By contrast, those persuaded that advocacy was the way forward, now argued for the physicists in general, and especially young entrants in the profession, to distance themselves from scientific advisory roles that offered justification to despicable operations of powerful governments and their defence agencies. Moreover, the outrageously nonchalant ways in which JASON physicists had debated sub-atomic particles while having previously advised on bombing strategies, made its antagonists suspicious of what “pure” science really entailed. Following an investigation by SESPA physicist Martin Perl, Cini went on to elaborate on the implication of “pure science” in books and articles. The definition of a pure realm within the sciences (including physics), he argued, defined a path of uneven internal power distribution within the community. In turn, this enabled members of a scientific elite, like Gell-Mann, to transmit dominant values and behaviours to younger generations, while elevating those within this elite to community celebrities. Cini also stressed that these celebrities did not build this status on merit alone, but on their integration into their government’s political-administrative power structures, which (as JASON clearly showed) “wield an enormous power over the entire corporation.”58 In other words, scientific advice to governments contributed to introduce in the physics community uneven power relations, which in turn also affected the development of physics as a discipline. Cini thus urged to research more on the historical circumstances that had produced these imbalances within the physics community in the past in order to find ways to rectify them in the future.
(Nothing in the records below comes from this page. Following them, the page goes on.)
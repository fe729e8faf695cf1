//! HaswellOps MCP Server
//!
//! Lets AI agents dispatch the remote Haswell kernel build over MCP.
//!
//! ## Tools
//!
//! - `build_haswell_kernel` - Run the `build-kernel.yml` workflow for a branch (default: `main`)
//!
//! ## Usage
//!
//! Add to your MCP client configuration:
//! ```json
//! {
//!   "mcpServers": {
//!     "haswell-ops": {
//!       "command": "haswell-ops-mcp"
//!     }
//!   }
//! }
//! ```
//!
//! The GitHub CLI must already be authenticated (`gh auth login`).

use anyhow::{Context, Result};
use rmcp::transport::stdio;
use rmcp::ServiceExt;

mod runtime_env;
#[cfg(test)]
mod test_support;
mod tools;

use tools::HaswellOpsService;

#[tokio::main]
async fn main() -> Result<()> {
    // Configure logging to stderr only (stdout is for MCP protocol)
    env_logger::Builder::from_env(env_logger::Env::default().default_filter_or("warn"))
        .target(env_logger::Target::Stderr)
        .init();

    let config = runtime_env::load();
    log::info!("Starting HaswellOps MCP server");
    log::debug!(
        "Dispatch target: {} (repo {}, workflow {}; env overrides: {:?})",
        config.target.program.display(),
        config.target.repo,
        config.target.workflow,
        config.applied_env
    );

    let service = HaswellOpsService::new(config.target);
    let server = service
        .serve(stdio())
        .await
        .context("failed to start MCP stdio server")?;

    server.waiting().await.context("MCP server task failed")?;

    log::info!("HaswellOps MCP server stopped");
    Ok(())
}
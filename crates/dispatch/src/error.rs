use std::fmt;
use thiserror::Error;

pub type Result<T> = std::result::Result<T, DispatchError>;

/// Why a dispatch command did not succeed.
#[derive(Error, Debug)]
pub enum DispatchError {
    #[error("failed to launch `{command}`: {source}")]
    Launch {
        command: String,
        #[source]
        source: std::io::Error,
    },

    #[error("command `{command}` returned {status}: {detail}")]
    Exit {
        command: String,
        status: ExitStatusDetail,
        detail: String,
    },
}

/// Exit status of a process that ran but did not succeed.
#[derive(Debug, Clone, Copy, PartialEq, Eq)]
pub enum ExitStatusDetail {
    Code(i32),
    /// No exit code: the process was terminated by a signal.
    Signal,
}

impl ExitStatusDetail {
    pub fn from_code(code: Option<i32>) -> Self {
        code.map_or(Self::Signal, Self::Code)
    }
}

impl fmt::Display for ExitStatusDetail {
    fn fmt(&self, f: &mut fmt::Formatter<'_>) -> fmt::Result {
        match self {
            Self::Code(code) => write!(f, "non-zero exit status {code}"),
            Self::Signal => f.write_str("no exit status (terminated by signal)"),
        }
    }
}
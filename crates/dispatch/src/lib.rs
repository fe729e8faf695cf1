//! # Haswell Dispatch
//!
//! Fire-and-forget dispatch of the remote kernel build workflow.
//!
//! ## Flow
//!
//! ```text
//! BuildRequest (branch)
//!     │
//!     ├──> WorkflowTarget::invocation
//!     │      └─> gh workflow run build-kernel.yml --repo … -f branch=… -f opt_level=O3
//!     │
//!     ├──> CommandRunner::run
//!     │      └─> ProcessOutcome (exited / launch failed)
//!     │
//!     └──> DispatchReport
//!            └─> text returned to the MCP caller
//! ```
//!
//! ## Example
//!
//! ```no_run
//! use haswell_dispatch::{dispatch, BuildRequest, TokioCommandRunner, WorkflowTarget};
//!
//! #[tokio::main]
//! async fn main() {
//!     let target = WorkflowTarget::default();
//!     let report = dispatch(&TokioCommandRunner, &target, &BuildRequest::new("main")).await;
//!     println!("{}", report.message());
//! }
//! ```

mod error;
mod invocation;
mod report;
mod runner;

pub use error::{DispatchError, ExitStatusDetail, Result};
pub use invocation::{
    BuildRequest, WorkflowInvocation, WorkflowTarget, DEFAULT_BRANCH, DEFAULT_PROGRAM,
    DEFAULT_REPO, DEFAULT_WORKFLOW, OPT_LEVEL,
};
pub use report::{dispatch, DispatchReport, AUTH_HINT, FAILURE_MARKER, SUCCESS_MESSAGE};
pub use runner::{CommandRunner, ProcessOutcome, TokioCommandRunner};
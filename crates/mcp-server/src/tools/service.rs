use super::schemas::BuildKernelRequest;
use haswell_dispatch::{
    dispatch, BuildRequest, CommandRunner, TokioCommandRunner, WorkflowTarget,
};
use rmcp::handler::server::tool::ToolRouter;
use rmcp::handler::server::wrapper::Parameters;
use rmcp::model::{CallToolResult, Content, Implementation, ServerCapabilities, ServerInfo};
use rmcp::{tool, tool_handler, tool_router, ErrorData as McpError, ServerHandler};
use std::sync::Arc;

pub const SERVER_NAME: &str = "HaswellOps";

/// HaswellOps MCP Service
///
/// Cheap to clone: the workflow target and runner are shared, and every tool call owns its own
/// child process.
#[derive(Clone)]
pub struct HaswellOpsService {
    target: Arc<WorkflowTarget>,
    runner: Arc<dyn CommandRunner>,
    /// Tool router
    tool_router: ToolRouter<Self>,
}

impl HaswellOpsService {
    pub fn new(target: WorkflowTarget) -> Self {
        Self::with_runner(target, Arc::new(TokioCommandRunner))
    }

    pub fn with_runner(target: WorkflowTarget, runner: Arc<dyn CommandRunner>) -> Self {
        Self {
            target: Arc::new(target),
            runner,
            tool_router: Self::tool_router(),
        }
    }
}

#[tool_router]
impl HaswellOpsService {
    /// Dispatch the remote kernel build workflow.
    ///
    /// Dispatch failures are returned as text, never as a protocol error.
    #[tool(
        description = "Dispatches a CachyOS BORE kernel build optimized for Haswell. Removes Spectre/Meltdown mitigations but KEEPS USB/FS drivers."
    )]
    pub async fn build_haswell_kernel(
        &self,
        Parameters(request): Parameters<BuildKernelRequest>,
    ) -> Result<CallToolResult, McpError> {
        let request: BuildRequest = request.into();
        let report = dispatch(&*self.runner, &self.target, &request).await;
        Ok(CallToolResult::success(vec![Content::text(report.message())]))
    }
}

#[tool_handler]
impl ServerHandler for HaswellOpsService {
    fn get_info(&self) -> ServerInfo {
        ServerInfo {
            instructions: Some("HaswellOps dispatches remote kernel builds. Call 'build_haswell_kernel' with an optional 'branch' (default: main). The result only confirms that the workflow was dispatched, not that the build finished.".into()),
            capabilities: ServerCapabilities::builder().enable_tools().build(),
            server_info: Implementation {
                name: SERVER_NAME.into(),
                version: env!("CARGO_PKG_VERSION").into(),
                ..Implementation::from_build_env()
            },
            ..Default::default()
        }
    }
}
The confrontation between these opposing stances and reformation plans did not end with the Vietnam War and re-emerged at later critical historical junctions for the physics community. For instance, after the termination of the Superconducting Super Collider in the mid-1990s, some of the US physicists involved accused their colleagues campaigning to make research more “relevant to society.”59 They now considered this public advocacy responsible exactly because their questioning of an investment of uncertain returns in terms of societal impacts had played a role in the project’s dismissal. Currently the arms control and the climate change controversies produce similar impasses within the physics community as contributors to these debates have either sought to enter the “corridors of power” to enlighten politicians on imminent nuclear or climate catastrophes, or they have preferred joining advocacy campaigns in the understanding that public pressure could be more effective.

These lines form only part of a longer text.